Use the LanguageModelChatMessage class

The Language Model API provides the LanguageModelChatMessage class to represent and create chat messages. You can use the LanguageModelChatMessage.User or LanguageModelChatMessage.Assistant methods to create user or assistant messages respectively.

In the following example, the first message provides context for the prompt:

  • The persona used by the model in its replies (in this case, a cat)
  • The rules the model should follow when generating responses (in this case, explaining computer science concepts in a funny manner by using cat metaphors)

The second message then provides the specific request or instruction coming from the user. It determines the specific task to be accomplished, given the context provided by the first message.

const craftedPrompt = [
  new vscode.LanguageModelChatMessage.User(
    'You are a cat! Think carefully and step by step like a cat would. Your job is to explain computer science concepts in the funny manner of a cat, using cat metaphors. Always start your response by stating what concept you are explaining. Always include code samples.'
  ),
  new vscode.LanguageModelChatMessage.User('I want to understand recursion')
];

Send the language model request

Once you've built the prompt for the language model, you first select the language model you want to use with the selectChatModels method. This method returns an array of language models that match the specified criteria. Then, you send the request to the language model by using the sendRequest method.
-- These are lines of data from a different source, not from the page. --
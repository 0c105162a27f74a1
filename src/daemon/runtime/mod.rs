mod environment;
mod process;

pub use environment::{Environment, SetupEnvironmentError};
pub use process::{ControlProcessError, ProcessController};
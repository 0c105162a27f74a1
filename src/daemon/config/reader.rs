use std::fs::{self, File};
use std::io::{Error as IoError, ErrorKind, Write};
use std::path::{Path, PathBuf};
use std::sync::Arc;

use snafu::prelude::*;

pub const DEFAULT_CONTENT: &str = r#"
# This configuration file is generated automatically. Feel free to do some
# modification.

# The `duration` section specifies the length of each phase in seconds.
[duration]
pomodoro = 1500
break = 300

# The `title` section controls the status title. `refresh` is the number of
# seconds between two refreshes while a phase is running. Set `file` to mirror
# the title text into a file that a status bar can poll.
[title]
refresh = 10
# file = "/path/to/title/file"

# The `web` section enables the static file server.
# [web]
# address = "127.0.0.1:8080"
# root = "/path/to/site"

# The `runtime` section specifies the paths to some runtime files. Leave
# them empty to use default settings. Currently environment variables is not
# supported.
# [runtime]
# socket = "/path/to/unix/socket"
# pid = "/path/to/pid/file"
"#;

/// Read the whole configuration file. If it is missing and `create_new` is
/// set, [`DEFAULT_CONTENT`] is written to it first.
///
/// # Errors
///
/// This function will return an error if the file is missing and may not be
/// created, or any file system operation fails.
pub fn read_content(path: &Path, create_new: bool) -> Result<String, ReadContentError> {
    match fs::read_to_string(path) {
        Ok(content) => Ok(content),
        Err(err) if err.kind() == ErrorKind::NotFound => {
            ensure!(create_new, NotFoundSnafu { path });
            write_template(path)
        }
        Err(err) => Err(err).context(FileSystemSnafu {
            path,
            action: "read",
        }),
    }
}

fn write_template(path: &Path) -> Result<String, ReadContentError> {
    let mut file = match File::options().write(true).create_new(true).open(path) {
        Ok(file) => file,
        // Someone else created it in between; use theirs.
        Err(err) if err.kind() == ErrorKind::AlreadyExists => {
            return fs::read_to_string(path).context(FileSystemSnafu {
                path,
                action: "read",
            });
        }
        Err(err) => {
            return Err(err).context(FileSystemSnafu {
                path,
                action: "create",
            })
        }
    };

    file.write_all(DEFAULT_CONTENT.as_bytes())
        .context(FileSystemSnafu {
            path,
            action: "write",
        })?;
    tracing::info!(path = %path.display(), "Created default configuration");

    Ok(DEFAULT_CONTENT.to_owned())
}

/// An error type for reading content from the configuration file.
#[derive(Debug, Snafu, Clone)]
#[non_exhaustive]
pub enum ReadContentError {
    #[snafu(display("Configuration file {} does not exist", path.display()))]
    NotFound { path: PathBuf },
    #[snafu(display("Could not {action} configuration file {}", path.display()))]
    FileSystem {
        path: PathBuf,
        action: &'static str,
        #[snafu(source(from(IoError, Arc::new)))]
        source: Arc<IoError>,
    },
}
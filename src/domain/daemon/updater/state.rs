use crate::domain::daemon::updater::routine::UpdaterContext;
use crate::domain::daemon::updater::ticker::Ticks;

#[derive(Debug)]
#[repr(transparent)]
pub struct UpdaterState {
    inner: Option<UpdaterStateInner>,
}

impl UpdaterState {
    /// Creates a new [`UpdaterState`].
    pub fn new() -> Self {
        Self {
            inner: Some(UpdaterStateInner::Idle(IdleState)),
        }
    }

    /// Wait for the next event and react to it based on the inner state.
    pub async fn run(&mut self, context: &mut UpdaterContext) {
        self.inner = match self.inner.take() {
            Some(inner) => Some(inner.run(context).await),
            None => unreachable!("`UpdaterState`'s inner should not be `None`"),
        };
    }

    /// Returns `true` if is stopped of this [`UpdaterState`].
    pub fn is_stopped(&self) -> bool {
        matches!(self.inner, Some(UpdaterStateInner::Stopped(_)))
    }
}

#[enum_dispatch::enum_dispatch]
trait StateRun {
    async fn run(self, context: &mut UpdaterContext) -> UpdaterStateInner;
}

#[derive(Debug)]
#[enum_dispatch::enum_dispatch(StateRun)]
enum UpdaterStateInner {
    Idle(IdleState),
    Running(RunningState),
    Stopped(StoppedState),
}

/// No phase is running and no title is shown.
#[derive(Debug)]
struct IdleState;

impl StateRun for IdleState {
    async fn run(self, context: &mut UpdaterContext) -> UpdaterStateInner {
        tokio::select! {
            _ = &mut context.shutdown => StoppedState.into(),
            changed = context.changes.changed() => match changed {
                Ok(()) => transition(context, None),
                Err(_) => StoppedState.into(),
            },
        }
    }
}

/// A phase is running; the title is refreshed on every tick.
#[derive(Debug)]
struct RunningState {
    ticks: Ticks,
}

impl StateRun for RunningState {
    async fn run(mut self, context: &mut UpdaterContext) -> UpdaterStateInner {
        tokio::select! {
            _ = &mut context.shutdown => self.handle_stop(context),
            changed = context.changes.changed() => match changed {
                Ok(()) => transition(context, Some(self.ticks)),
                Err(_) => self.handle_stop(context),
            },
            Some(_) = self.ticks.recv() => self.handle_tick(context),
        }
    }
}

impl RunningState {
    fn handle_tick(self, context: &mut UpdaterContext) -> UpdaterStateInner {
        context.show_remaining();
        self.into()
    }

    fn handle_stop(self, context: &mut UpdaterContext) -> UpdaterStateInner {
        self.ticks.stop();
        context.display.clear_title();
        StoppedState.into()
    }
}

/// The updater has been cancelled.
#[derive(Debug)]
struct StoppedState;

impl StateRun for StoppedState {
    async fn run(self, _context: &mut UpdaterContext) -> UpdaterStateInner {
        self.into()
    }
}

/// React to the latest state published by the timer.
fn transition(context: &mut UpdaterContext, ticks: Option<Ticks>) -> UpdaterStateInner {
    let observed = *context.changes.borrow_and_update();
    match (observed, ticks) {
        (Some(state), ticks) if state.is_running() => {
            // Restart so the first refresh is a full period after the new
            // phase began.
            if let Some(ticks) = ticks {
                ticks.stop();
            }
            let ticks = context.ticks.start(context.period);
            tracing::debug!(%state, "Phase started, refreshing title");
            context.show_remaining();
            RunningState { ticks }.into()
        }
        (Some(_), Some(ticks)) => {
            ticks.stop();
            tracing::debug!("Timer went idle, clearing title");
            context.display.clear_title();
            IdleState.into()
        }
        (None, Some(ticks)) => RunningState { ticks }.into(),
        (_, None) => IdleState.into(),
    }
}
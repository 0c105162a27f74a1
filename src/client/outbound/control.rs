use std::sync::Arc;

use crate::client::app::connector::Connector;
use crate::domain::client::outbound::{
    BadResponseSnafu, ControlAction, ControlPort, RequestDaemonError,
};
use crate::protocol::{Request, Response};

/// Sends one [`ControlAction`] per connection and checks the echo.
pub struct ControlService {
    connector: Arc<dyn Connector>,
}

impl ControlService {
    pub fn new(connector: Arc<dyn Connector>) -> Self {
        Self { connector }
    }
}

#[async_trait::async_trait]
impl ControlPort for ControlService {
    async fn control(&self, action: ControlAction) -> Result<(), RequestDaemonError> {
        let request = match action {
            ControlAction::StartPomodoro => Request::StartPomodoro,
            ControlAction::StartBreak => Request::StartBreak,
            ControlAction::Stop => Request::Stop,
            ControlAction::Quit => Request::Quit,
        };

        let response = super::exchange(self.connector.as_ref(), request).await?;

        match (action, response) {
            (ControlAction::StartPomodoro, Response::StartPomodoro)
            | (ControlAction::StartBreak, Response::StartBreak)
            | (ControlAction::Stop, Response::Stop)
            | (ControlAction::Quit, Response::Quit) => Ok(()),
            _ => BadResponseSnafu.fail(),
        }
    }
}
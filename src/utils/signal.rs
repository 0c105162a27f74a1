use std::io::Error as IoError;
use std::sync::Arc;

use snafu::prelude::*;
use tokio::signal;
use tokio::signal::unix::{self as unix_signal, SignalKind};

/// Wait until the process receives SIGINT or SIGTERM.
///
/// # Errors
///
/// This function will return an error if a signal handler could not be
/// installed.
pub async fn shutdown_signal() -> Result<(), ShutdownSignalError> {
    let mut terminate =
        unix_signal::signal(SignalKind::terminate()).context(InstallSnafu { name: "SIGTERM" })?;

    tokio::select! {
        res = signal::ctrl_c() => res.context(InstallSnafu { name: "SIGINT" }),
        _ = terminate.recv() => Ok(()),
    }
}

/// An error for waiting on termination signals.
#[derive(Debug, Snafu, Clone)]
pub enum ShutdownSignalError {
    #[snafu(display("Could not install {name} handler"))]
    Install {
        name: &'static str,
        #[snafu(source(from(IoError, Arc::new)))]
        source: Arc<IoError>,
    },
}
To select the language model, you can specify the following properties: vendor, id, family, or version. Use these properties to either broadly match all models of a given vendor or family, or select one specific model by its ID. Learn more about these properties in the API reference.

Note: Currently, only gpt-3.5-turbo and gpt-4 are supported for the language model family. We expect that the list of supported models will grow over time.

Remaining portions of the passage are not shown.